Suppose that I have the next equation

sol = ParametricNDSolve[{y'[t] == a y[t], y[0] == 1}, y, {t, 0, 10}, {a}]

And I make a Contour Plot of this equation

 ContourPlot[y[a][x] /. sol, {x, 0, 0.1}, {a, 0, 4},PlotLegends -> BarLegend[Automatic,LegendMarkerSize -> 180,   LegendFunction -> "Frame", LegendMargins -> 5, LegendLabel -> "y[a][x]"], Frame -> True,  FrameLabel -> {{"a", ""}, {"x", ""}}, BaseStyle -> {FontWeight -> "Bold", FontSize -> 14}]

enter image description here

Next I obtain a specific line of this ContourPlot

ContourPlot[y[a][x] /. sol, {x, 0, 0.1}, {a, 0, 4}, Frame -> True, FrameLabel -> {{"a", ""}, {"x", ""}},  BaseStyle -> {FontWeight -> "Bold", FontSize -> 14}, 
Contours -> {1.15}, ContourStyle -> Directive[Thick, Red], 
ContourShading -> None]

enter image description here

Quesiton

Is there an "easy" way to obtain an equation for the red line, I mean the function $a(x)$?

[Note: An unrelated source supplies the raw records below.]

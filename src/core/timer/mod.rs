// SPDX-License-Identifier: Apache-2.0
// Copyright 2025 rogem contributors
//
// Licensed under the Apache License, Version 2.0 (the "License");
// you may not use this file except in compliance with the License.
// You may obtain a copy of the License at
//
//     http://www.apache.org/licenses/LICENSE-2.0
//
// Unless required by applicable law or agreed to in writing, software
// distributed under the License is distributed on an "AS IS" BASIS,
// WITHOUT WARRANTIES OR CONDITIONS OF ANY KIND, either express or implied.
// See the License for the specific language governing permissions and
// limitations under the License.

//! Root counters (timers)
//!
//! Three 16-bit channels at 0x1F801100 + 0x10*n, each with a counter,
//! a mode register and a target. Clock sources: timer 0 counts the
//! system clock (the dot clock option is approximated by it), timer 1
//! can count H-blanks, timer 2 can divide the system clock by 8. Sync
//! modes pause or reset the counter on the matching blanking signal.

use crate::core::error::Result;
use crate::core::state::StateBuffer;

/// Timer register window base
const TIMERS_BASE: u32 = 0x1F80_1100;

// Mode register bits
const MODE_SYNC_ENABLE: u32 = 1 << 0;
const MODE_RESET_ON_TARGET: u32 = 1 << 3;
const MODE_IRQ_ON_TARGET: u32 = 1 << 4;
const MODE_IRQ_ON_MAX: u32 = 1 << 5;
const MODE_IRQ_ONCE: u32 = 1 << 6;
const MODE_IRQ: u32 = 1 << 10;
const MODE_REACHED_TARGET: u32 = 1 << 11;
const MODE_REACHED_MAX: u32 = 1 << 12;

/// One timer channel
#[derive(Debug, Clone, Copy, Default)]
struct Timer {
    /// Current value (16-bit)
    current: u32,
    /// Target value (16-bit)
    target: u32,
    /// Raw mode register, including the live IRQ/reached bits
    mode: u32,
    /// Frozen by a sync mode
    paused: bool,
}

impl Timer {
    fn sync_enable(&self) -> bool {
        self.mode & MODE_SYNC_ENABLE != 0
    }

    fn sync_mode(&self) -> u32 {
        (self.mode >> 1) & 3
    }

    fn clock_source(&self) -> u32 {
        (self.mode >> 8) & 3
    }
}

/// The three root counters
pub struct Timers {
    timers: [Timer; 3],
}

impl Timers {
    pub fn new() -> Self {
        Self {
            timers: [Timer::default(); 3],
        }
    }

    pub fn reset(&mut self) {
        self.timers = [Timer::default(); 3];
    }

    /// Read a timer register by physical address
    pub fn read(&self, paddr: u32) -> u32 {
        let index = ((paddr - TIMERS_BASE) >> 4) as usize & 0x3;
        if index > 2 {
            return 0;
        }
        match paddr & 0xF {
            0x0 => self.timers[index].current & 0xFFFF,
            0x4 => self.timers[index].mode,
            0x8 => self.timers[index].target & 0xFFFF,
            _ => 0,
        }
    }

    /// Write a timer register by physical address
    ///
    /// Writing the mode register restarts the counter from 0. Sync
    /// mode 3 parks the counter until the first blanking event frees
    /// it.
    pub fn write(&mut self, paddr: u32, value: u32) {
        let index = ((paddr - TIMERS_BASE) >> 4) as usize & 0x3;
        if index > 2 {
            log::warn!("timer write to invalid channel at 0x{:08X}", paddr);
            return;
        }
        match paddr & 0xF {
            0x0 => self.timers[index].current = value & 0xFFFF,
            0x4 => {
                let timer = &mut self.timers[index];
                timer.mode = value & 0x3FF;
                timer.current = 0;
                timer.paused = timer.sync_enable() && timer.sync_mode() == 3;
            }
            0x8 => self.timers[index].target = value & 0xFFFF,
            _ => {}
        }
    }

    /// Advance all channels by a CPU cycle count
    ///
    /// Returns one IRQ flag per channel.
    pub fn tick(&mut self, cycles: u32) -> [bool; 3] {
        let mut irqs = [false; 3];
        for index in 0..3 {
            irqs[index] = self.tick_timer(index, cycles);
        }
        irqs
    }

    fn tick_timer(&mut self, index: usize, cycles: u32) -> bool {
        let timer = &self.timers[index];
        if timer.paused {
            return false;
        }

        let advance = match index {
            // Dot clock is approximated by the system clock
            0 => cycles,
            // Clock source bit 0 switches timer 1 to H-blank counting
            1 => {
                if timer.clock_source() & 1 != 0 {
                    0
                } else {
                    cycles
                }
            }
            // Clock source bit 1 divides by 8
            _ => {
                if timer.clock_source() & 2 != 0 {
                    cycles / 8
                } else {
                    cycles
                }
            }
        };

        if advance == 0 {
            return false;
        }

        self.timers[index].current += advance;
        self.check_events(index)
    }

    /// Target/overflow handling shared by the tick and blank paths
    fn check_events(&mut self, index: usize) -> bool {
        let mut irq = false;
        let timer = &mut self.timers[index];

        if timer.current >= (timer.target & 0xFFFF) {
            timer.mode |= MODE_REACHED_TARGET;
            if timer.mode & MODE_IRQ_ON_TARGET != 0 {
                irq = true;
            }
            if timer.mode & MODE_RESET_ON_TARGET != 0 {
                timer.current = 0;
            }
        }

        if timer.current >= 0xFFFF {
            timer.mode |= MODE_REACHED_MAX;
            if timer.mode & MODE_IRQ_ON_MAX != 0 {
                irq = true;
            }
            if timer.mode & MODE_RESET_ON_TARGET == 0 {
                timer.current = 0;
            }
        }

        if irq {
            timer.mode |= MODE_IRQ;
            if timer.mode & MODE_IRQ_ONCE != 0 {
                // one-shot: both IRQ sources disarm after the first hit
                timer.mode &= !(MODE_IRQ_ON_TARGET | MODE_IRQ_ON_MAX);
            }
            log::trace!("timer {} IRQ", index);
        }
        irq
    }

    /// H-blank rising edge: timer 1 hblank clocking, timer 0 sync
    ///
    /// Returns an IRQ flag for timer 1 in case the hblank count hits
    /// the target.
    pub fn on_hblank(&mut self) -> bool {
        let mut irq = false;
        if self.timers[1].clock_source() & 1 != 0 && !self.timers[1].paused {
            self.timers[1].current += 1;
            irq = self.check_events(1);
        }

        if self.timers[0].sync_enable() {
            match self.timers[0].sync_mode() {
                0 => self.timers[0].paused = true,
                1 => self.timers[0].current = 0,
                2 => {
                    self.timers[0].current = 0;
                    self.timers[0].paused = false;
                }
                _ => {
                    // wait-for-blank, then free run
                    self.timers[0].paused = false;
                    self.timers[0].mode &= !MODE_SYNC_ENABLE;
                }
            }
        }
        irq
    }

    /// H-blank falling edge: timer 0 sync
    pub fn on_hblank_end(&mut self) {
        if !self.timers[0].sync_enable() {
            return;
        }
        match self.timers[0].sync_mode() {
            0 => self.timers[0].paused = false,
            2 => self.timers[0].paused = true,
            _ => {}
        }
    }

    /// V-blank rising edge: timer 1 sync
    pub fn on_vblank(&mut self) {
        if !self.timers[1].sync_enable() {
            return;
        }
        match self.timers[1].sync_mode() {
            0 => self.timers[1].paused = true,
            1 => self.timers[1].current = 0,
            2 => {
                self.timers[1].current = 0;
                self.timers[1].paused = false;
            }
            _ => {
                self.timers[1].paused = false;
                self.timers[1].mode &= !MODE_SYNC_ENABLE;
            }
        }
    }

    /// V-blank falling edge: timer 1 sync
    pub fn on_vblank_end(&mut self) {
        if !self.timers[1].sync_enable() {
            return;
        }
        match self.timers[1].sync_mode() {
            0 => self.timers[1].paused = false,
            2 => self.timers[1].paused = true,
            _ => {}
        }
    }

    /// Serialize all three channels
    pub fn serialize(&self, buf: &mut StateBuffer) {
        for timer in &self.timers {
            buf.write_u32(timer.current);
            buf.write_u32(timer.target);
            buf.write_u32(timer.mode);
            buf.write_bool(timer.paused);
        }
    }

    /// Restore all three channels
    pub fn deserialize(&mut self, buf: &mut StateBuffer) -> Result<()> {
        for timer in &mut self.timers {
            timer.current = buf.read_u32()?;
            timer.target = buf.read_u32()?;
            timer.mode = buf.read_u32()?;
            timer.paused = buf.read_bool()?;
        }
        Ok(())
    }
}

impl Default for Timers {
    fn default() -> Self {
        Self::new()
    }
}
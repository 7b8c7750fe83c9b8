// SPDX-License-Identifier: Apache-2.0
// Copyright 2025 rogem contributors
//
// Licensed under the Apache License, Version 2.0 (the "License");
// you may not use this file except in compliance with the License.
// You may obtain a copy of the License at
//
//     http://www.apache.org/licenses/LICENSE-2.0
//
// Unless required by applicable law or agreed to in writing, software
// distributed under the License is distributed on an "AS IS" BASIS,
// WITHOUT WARRANTIES OR CONDITIONS OF ANY KIND, either express or implied.
// See the License for the specific language governing permissions and
// limitations under the License.

use super::super::decode::decode_i_type;
use super::super::CPU;
use crate::core::error::Result;

impl CPU {
    // === Branch Instructions ===
    //
    // All branches are delayed: the following instruction executes
    // unconditionally before the PC redirect takes effect.

    /// Arm the branch-delay machinery with a PC-relative target
    ///
    /// Target address: PC + 4 + (sign-extended immediate << 2)
    fn take_branch(&mut self, imm: u16) {
        let offset = ((imm as i16) as i32) << 2;
        self.branch_slot_addr = self.pc.wrapping_add(4).wrapping_add(offset as u32);
        self.branch_pending = true;
    }

    /// BEQ: Branch on Equal
    ///
    /// Format: beq rs, rt, offset
    pub(crate) fn op_beq(&mut self, instruction: u32) -> Result<()> {
        let (_, rs, rt, imm) = decode_i_type(instruction);
        if self.reg(rs) == self.reg(rt) {
            self.take_branch(imm);
        }
        Ok(())
    }

    /// BNE: Branch on Not Equal
    ///
    /// Format: bne rs, rt, offset
    pub(crate) fn op_bne(&mut self, instruction: u32) -> Result<()> {
        let (_, rs, rt, imm) = decode_i_type(instruction);
        if self.reg(rs) != self.reg(rt) {
            self.take_branch(imm);
        }
        Ok(())
    }

    /// BLEZ: Branch on Less Than or Equal to Zero
    ///
    /// Format: blez rs, offset
    pub(crate) fn op_blez(&mut self, instruction: u32) -> Result<()> {
        let (_, rs, _, imm) = decode_i_type(instruction);
        if (self.reg(rs) as i32) <= 0 {
            self.take_branch(imm);
        }
        Ok(())
    }

    /// BGTZ: Branch on Greater Than Zero
    ///
    /// Format: bgtz rs, offset
    pub(crate) fn op_bgtz(&mut self, instruction: u32) -> Result<()> {
        let (_, rs, _, imm) = decode_i_type(instruction);
        if (self.reg(rs) as i32) > 0 {
            self.take_branch(imm);
        }
        Ok(())
    }

    /// BCONDZ: the rt-decoded branch group
    ///
    /// rt bit 0 selects BGEZ over BLTZ; `(rt & 0x1E) == 0x10` selects
    /// the linking variants. The link register is written whether or
    /// not the branch is taken.
    pub(crate) fn op_bcondz(&mut self, instruction: u32) -> Result<()> {
        let (_, rs, rt, imm) = decode_i_type(instruction);

        let value = self.reg(rs) as i32;
        let ge = (rt & 0x01) != 0;
        let link = (rt & 0x1E) == 0x10;

        if link {
            let ra = self.pc.wrapping_add(8);
            self.set_reg(31, ra);
        }

        let taken = if ge { value >= 0 } else { value < 0 };
        if taken {
            self.take_branch(imm);
        }
        Ok(())
    }
}
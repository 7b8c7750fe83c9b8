// SPDX-License-Identifier: Apache-2.0
// Copyright 2025 rogem contributors
//
// Licensed under the Apache License, Version 2.0 (the "License");
// you may not use this file except in compliance with the License.
// You may obtain a copy of the License at
//
//     http://www.apache.org/licenses/LICENSE-2.0
//
// Unless required by applicable law or agreed to in writing, software
// distributed under the License is distributed on an "AS IS" BASIS,
// WITHOUT WARRANTIES OR CONDITIONS OF ANY KIND, either express or implied.
// See the License for the specific language governing permissions and
// limitations under the License.

//! Triangle, rectangle and line rasterization
//!
//! Triangles use an integer edge-function inside test that accepts
//! both windings; quads split into two triangles sharing vertices 1-2.
//! Lines are Bresenham with per-pixel color stepping.

use super::super::primitives::{Color, TextureInfo, Vec2, Vertex};
use super::super::{GPU, VRAM_HEIGHT, VRAM_WIDTH};

/// Per-command raster controls derived from the command word
#[derive(Debug, Clone, Copy, Default)]
struct RasterFlags {
    shaded: bool,
    textured: bool,
    raw_texture: bool,
}

/// Integer edge function: twice the signed area of (a, b, c)
fn edge_function(a: Vec2, b: Vec2, c: Vec2) -> i32 {
    (c.x - a.x) * (b.y - a.y) - (c.y - a.y) * (b.x - a.x)
}

fn interpolate_color(c0: Color, c1: Color, c2: Color, alpha: f32, beta: f32, gamma: f32) -> Color {
    Color {
        r: (c0.r as f32 * alpha + c1.r as f32 * beta + c2.r as f32 * gamma) as u8,
        g: (c0.g as f32 * alpha + c1.g as f32 * beta + c2.g as f32 * gamma) as u8,
        b: (c0.b as f32 * alpha + c1.b as f32 * beta + c2.b as f32 * gamma) as u8,
    }
}

impl GPU {
    /// Draw the collected polygon command
    pub(in crate::core::gpu) fn draw_polygon(&mut self) {
        let flags = RasterFlags {
            shaded: self.current_cmd.shaded(),
            textured: self.current_cmd.textured(),
            raw_texture: self.current_cmd.raw_texture(),
        };
        let nb_vertices = self.current_cmd.vertex_count();
        let params = self.current_cmd.params();

        let flat_color = Color::from_command(params[0]);
        let mut verts = [Vertex::default(); 4];
        let mut tex_info = TextureInfo::default();

        let step = 1 + flags.shaded as usize + flags.textured as usize;
        for (i, vert) in verts.iter_mut().enumerate().take(nb_vertices) {
            let base = i * step;

            if flags.shaded {
                vert.color = Color::from_command(params[base]);
            }

            let pos = Vec2::from_word(params[base + 1]);
            vert.pos = Vec2::new(pos.x + self.draw_offset.x, pos.y + self.draw_offset.y);

            if flags.textured {
                let tex_word = params[base + 2];
                vert.u = tex_word as u8;
                vert.v = (tex_word >> 8) as u8;

                // The first vertex carries the CLUT, the second the
                // texture page
                if i == 0 {
                    tex_info.set_clut((tex_word >> 16) as u16);
                } else if i == 1 {
                    tex_info.set_page((tex_word >> 16) as u16);
                }
            }
        }

        self.raster_triangle(&verts[0..3], flat_color, &tex_info, flags);
        if nb_vertices == 4 {
            self.raster_triangle(&verts[1..4], flat_color, &tex_info, flags);
        }
    }

    /// Draw the collected rectangle command
    ///
    /// Textured rectangles sample with the GPU's current texture page;
    /// only the CLUT comes from the command.
    pub(in crate::core::gpu) fn draw_rectangle(&mut self) {
        let flags = RasterFlags {
            shaded: false,
            textured: self.current_cmd.textured(),
            raw_texture: self.current_cmd.raw_texture(),
        };
        let params = self.current_cmd.params();

        let color = Color::from_command(params[0]);
        let pos = Vec2::from_word(params[1]);
        let top_left = Vec2::new(pos.x + self.draw_offset.x, pos.y + self.draw_offset.y);

        let mut tex_info = TextureInfo::default();
        let mut base_u = 0u8;
        let mut base_v = 0u8;
        if flags.textured {
            let tex_word = params[2];
            base_u = tex_word as u8;
            base_v = (tex_word >> 8) as u8;
            tex_info.set_clut((tex_word >> 16) as u16);
            tex_info.page_x = self.status.tex_page_x as i32;
            tex_info.page_y = self.status.tex_page_y as i32;
            tex_info.depth = self.status.tex_depth;
        }

        let size = match self.current_cmd.rect_size() {
            Some(edge) => Vec2::new(edge, edge),
            None => Vec2::from_word(params[2 + flags.textured as usize]),
        };

        let solid = color.to_abgr1555();
        for y in 0..size.y {
            for x in 0..size.x {
                let pos = Vec2::new(top_left.x + x, top_left.y + y);
                let mut pixel = solid;

                if flags.textured {
                    let u = base_u.wrapping_add(x as u8);
                    let v = base_v.wrapping_add(y as u8);
                    let texel = self.sample_texture(u, v, &tex_info);
                    if texel == 0 {
                        continue;
                    }
                    pixel = if flags.raw_texture {
                        texel
                    } else {
                        modulate(texel, color)
                    };
                }
                self.set_pixel(pos, pixel);
            }
        }
    }

    /// Fill a rectangle with a solid color, ignoring the drawing
    /// environment (GP0 0x02)
    pub(in crate::core::gpu) fn quick_rect_fill(&mut self) {
        let params = self.current_cmd.params();
        let color = Color::from_command(params[0]).to_abgr1555();
        let top_left = Vec2::new((params[1] & 0xFFFF) as i32, (params[1] >> 16) as i32);
        let size = Vec2::new((params[2] & 0xFFFF) as i32, (params[2] >> 16) as i32);

        for y in 0..size.y {
            for x in 0..size.x {
                self.set_pixel(Vec2::new(top_left.x + x, top_left.y + y), color);
            }
        }
    }

    /// VRAM-to-VRAM rectangle copy (GP0 0x80)
    pub(in crate::core::gpu) fn vram_to_vram_copy(&mut self) {
        let params = self.current_cmd.params();
        let src = Vec2::new((params[1] & 0xFFFF) as i32, (params[1] >> 16) as i32);
        let dst = Vec2::new((params[2] & 0xFFFF) as i32, (params[2] >> 16) as i32);
        let size = Vec2::new((params[3] & 0xFFFF) as i32, (params[3] >> 16) as i32);

        for y in 0..size.y {
            for x in 0..size.x {
                let pixel = self.get_pixel(Vec2::new(src.x + x, src.y + y));
                self.set_pixel(Vec2::new(dst.x + x, dst.y + y), pixel);
            }
        }
    }

    /// Draw the collected line command (single segment or polyline)
    pub(in crate::core::gpu) fn draw_line(&mut self) {
        let shaded = self.current_cmd.shaded();
        let polyline = self.current_cmd.polyline();
        let params: Vec<u32> = self.current_cmd.params().to_vec();
        let step = 1 + shaded as usize;

        let mut v0 = Vertex {
            color: Color::from_command(params[0]),
            pos: Vec2::from_word(params[1]),
            ..Default::default()
        };
        let mut v1 = Vertex {
            color: if shaded {
                Color::from_command(params[2])
            } else {
                v0.color
            },
            pos: Vec2::from_word(params[2 + shaded as usize]),
            ..Default::default()
        };
        self.raster_line(v0, v1);

        if polyline {
            // Chain the remaining endpoint words; the terminator has
            // already been pushed and is never drawn
            let consumed = 3 + shaded as usize;
            let remaining = params.len().saturating_sub(1 + consumed);
            let segments = remaining / step;
            for i in 0..segments {
                v0 = v1;
                let base = consumed + step * i;
                if shaded {
                    v1.color = Color::from_command(params[base]);
                }
                v1.pos = Vec2::from_word(params[base + shaded as usize]);
                self.raster_line(v0, v1);
            }
        }
    }

    /// Barycentric triangle fill
    ///
    /// A fragment is inside when all three edge functions agree in
    /// sign (either winding).
    fn raster_triangle(
        &mut self,
        verts: &[Vertex],
        flat_color: Color,
        tex_info: &TextureInfo,
        flags: RasterFlags,
    ) {
        let (p0, p1, p2) = (verts[0].pos, verts[1].pos, verts[2].pos);

        let area = edge_function(p0, p1, p2);
        if area == 0 {
            return;
        }
        let inv_area = 1.0 / area as f32;

        let min_x = p0.x.min(p1.x).min(p2.x).max(0);
        let max_x = p0.x.max(p1.x).max(p2.x).min(VRAM_WIDTH - 1);
        let min_y = p0.y.min(p1.y).min(p2.y).max(0);
        let max_y = p0.y.max(p1.y).max(p2.y).min(VRAM_HEIGHT - 1);

        for y in min_y..max_y {
            for x in min_x..max_x {
                let p = Vec2::new(x, y);
                let w0 = edge_function(p1, p2, p);
                let w1 = edge_function(p2, p0, p);
                let w2 = edge_function(p0, p1, p);

                let all_pos = w0 >= 0 && w1 >= 0 && w2 >= 0;
                let all_neg = w0 <= 0 && w1 <= 0 && w2 <= 0;
                if !(all_pos || all_neg) {
                    continue;
                }

                let alpha = w0 as f32 * inv_area;
                let beta = w1 as f32 * inv_area;
                let gamma = w2 as f32 * inv_area;

                let mut color = flat_color;
                if flags.shaded {
                    color = interpolate_color(
                        verts[0].color,
                        verts[1].color,
                        verts[2].color,
                        alpha,
                        beta,
                        gamma,
                    );
                }

                let mut pixel = color.to_abgr1555();
                if flags.textured {
                    let u = (alpha * verts[0].u as f32
                        + beta * verts[1].u as f32
                        + gamma * verts[2].u as f32) as u8;
                    let v = (alpha * verts[0].v as f32
                        + beta * verts[1].v as f32
                        + gamma * verts[2].v as f32) as u8;

                    let texel = self.sample_texture(u, v, tex_info);
                    if texel == 0 {
                        continue;
                    }
                    pixel = if flags.raw_texture {
                        texel
                    } else {
                        modulate(texel, color)
                    };
                }

                self.set_pixel(p, pixel);
            }
        }
    }

    /// Bresenham line with per-pixel color interpolation
    fn raster_line(&mut self, v0: Vertex, v1: Vertex) {
        let mut x0 = v0.pos.x;
        let mut y0 = v0.pos.y;
        let x1 = v1.pos.x;
        let y1 = v1.pos.y;

        let dx = (x1 - x0).abs();
        let dy = (y1 - y0).abs();
        let sx = if x0 < x1 { 1 } else { -1 };
        let sy = if y0 < y1 { 1 } else { -1 };
        let mut err = dx - dy;

        let steps = dx.max(dy).max(1) as f32;
        let dr = (v1.color.r as f32 - v0.color.r as f32) / steps;
        let dg = (v1.color.g as f32 - v0.color.g as f32) / steps;
        let db = (v1.color.b as f32 - v0.color.b as f32) / steps;

        let mut r = v0.color.r as f32;
        let mut g = v0.color.g as f32;
        let mut b = v0.color.b as f32;

        loop {
            let color = Color::new(r as u8, g as u8, b as u8);
            self.set_pixel(Vec2::new(x0, y0), color.to_abgr1555());

            if x0 == x1 && y0 == y1 {
                break;
            }

            let e2 = 2 * err;
            if e2 > -dy {
                err -= dy;
                x0 += sx;
            }
            if e2 < dx {
                err += dx;
                y0 += sy;
            }

            r = (r + dr).clamp(0.0, 255.0);
            g = (g + dg).clamp(0.0, 255.0);
            b = (b + db).clamp(0.0, 255.0);
        }
    }
}

/// Blend a texel with the command color by doubling the product
fn modulate(texel: u16, color: Color) -> u16 {
    let tex_r = ((texel & 0x1F) << 3) as u32;
    let tex_g = (((texel >> 5) & 0x1F) << 3) as u32;
    let tex_b = (((texel >> 10) & 0x1F) << 3) as u32;

    let r = ((tex_r * color.r as u32) / 128).min(255);
    let g = ((tex_g * color.g as u32) / 128).min(255);
    let b = ((tex_b * color.b as u32) / 128).min(255);

    0x8000 | (((b >> 3) as u16) << 10) | (((g >> 3) as u16) << 5) | (r >> 3) as u16
}

#[cfg(test)]
mod tests {
    use super::*;

    #[test]
    fn test_edge_function_sign() {
        let a = Vec2::new(0, 0);
        let b = Vec2::new(10, 0);
        let c = Vec2::new(0, 10);
        let area = edge_function(a, b, c);
        let area_flipped = edge_function(a, c, b);
        assert_eq!(area, -area_flipped);
        assert_ne!(area, 0);
    }

    #[test]
    fn test_modulate_identity_at_128() {
        // A color channel of 128 leaves the texel untouched
        let texel = 0x7FFF;
        let out = modulate(texel, Color::new(128, 128, 128));
        assert_eq!(out & 0x7FFF, 0x7FFF);
        assert_ne!(out & 0x8000, 0);
    }

    #[test]
    fn test_modulate_doubles_and_saturates() {
        // Full-bright command color doubles the texel (clamped)
        let texel = 0x0010; // r = 16 of 31
        let out = modulate(texel, Color::new(255, 255, 255));
        assert_eq!(out & 0x1F, 31);
    }
}
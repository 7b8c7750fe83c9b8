// SPDX-License-Identifier: Apache-2.0
// Copyright 2025 rogem contributors
//
// Licensed under the Apache License, Version 2.0 (the "License");
// you may not use this file except in compliance with the License.
// You may obtain a copy of the License at
//
//     http://www.apache.org/licenses/LICENSE-2.0
//
// Unless required by applicable law or agreed to in writing, software
// distributed under the License is distributed on an "AS IS" BASIS,
// WITHOUT WARRANTIES OR CONDITIONS OF ANY KIND, either express or implied.
// See the License for the specific language governing permissions and
// limitations under the License.

use super::super::CPU;
use crate::core::error::Result;

impl CPU {
    // === Shift Instructions ===
    //
    // Shift amounts are masked to the low 5 bits; SRA/SRAV sign-extend.

    /// SLL: Shift Left Logical
    ///
    /// Format: sll rd, rt, shamt
    pub(crate) fn op_sll(&mut self, rt: u8, rd: u8, shamt: u8) -> Result<()> {
        let result = self.reg(rt) << (shamt & 0x1F);
        self.set_reg(rd, result);
        Ok(())
    }

    /// SRL: Shift Right Logical
    ///
    /// Format: srl rd, rt, shamt
    pub(crate) fn op_srl(&mut self, rt: u8, rd: u8, shamt: u8) -> Result<()> {
        let result = self.reg(rt) >> (shamt & 0x1F);
        self.set_reg(rd, result);
        Ok(())
    }

    /// SRA: Shift Right Arithmetic
    ///
    /// Format: sra rd, rt, shamt
    pub(crate) fn op_sra(&mut self, rt: u8, rd: u8, shamt: u8) -> Result<()> {
        let result = (self.reg(rt) as i32) >> (shamt & 0x1F);
        self.set_reg(rd, result as u32);
        Ok(())
    }

    /// SLLV: Shift Left Logical Variable
    ///
    /// Format: sllv rd, rt, rs
    /// Operation: rd = rt << (rs & 0x1F)
    pub(crate) fn op_sllv(&mut self, rs: u8, rt: u8, rd: u8) -> Result<()> {
        let result = self.reg(rt) << (self.reg(rs) & 0x1F);
        self.set_reg(rd, result);
        Ok(())
    }

    /// SRLV: Shift Right Logical Variable
    ///
    /// Format: srlv rd, rt, rs
    /// Operation: rd = rt >> (rs & 0x1F)
    pub(crate) fn op_srlv(&mut self, rs: u8, rt: u8, rd: u8) -> Result<()> {
        let result = self.reg(rt) >> (self.reg(rs) & 0x1F);
        self.set_reg(rd, result);
        Ok(())
    }

    /// SRAV: Shift Right Arithmetic Variable
    ///
    /// Format: srav rd, rt, rs
    /// Operation: rd = rt >> (rs & 0x1F) (sign-extending)
    pub(crate) fn op_srav(&mut self, rs: u8, rt: u8, rd: u8) -> Result<()> {
        let result = (self.reg(rt) as i32) >> (self.reg(rs) & 0x1F);
        self.set_reg(rd, result as u32);
        Ok(())
    }
}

I need the function, to make calculations, for example $(a(x))^{1/2}$.

"Long" way to obtain the equation for the red line

I usually take a image of the the graph and use webplotdigitizer to extrac the points of the graph and after I aproximate the extracted points with a polinominal function, however this prodedure can be slow.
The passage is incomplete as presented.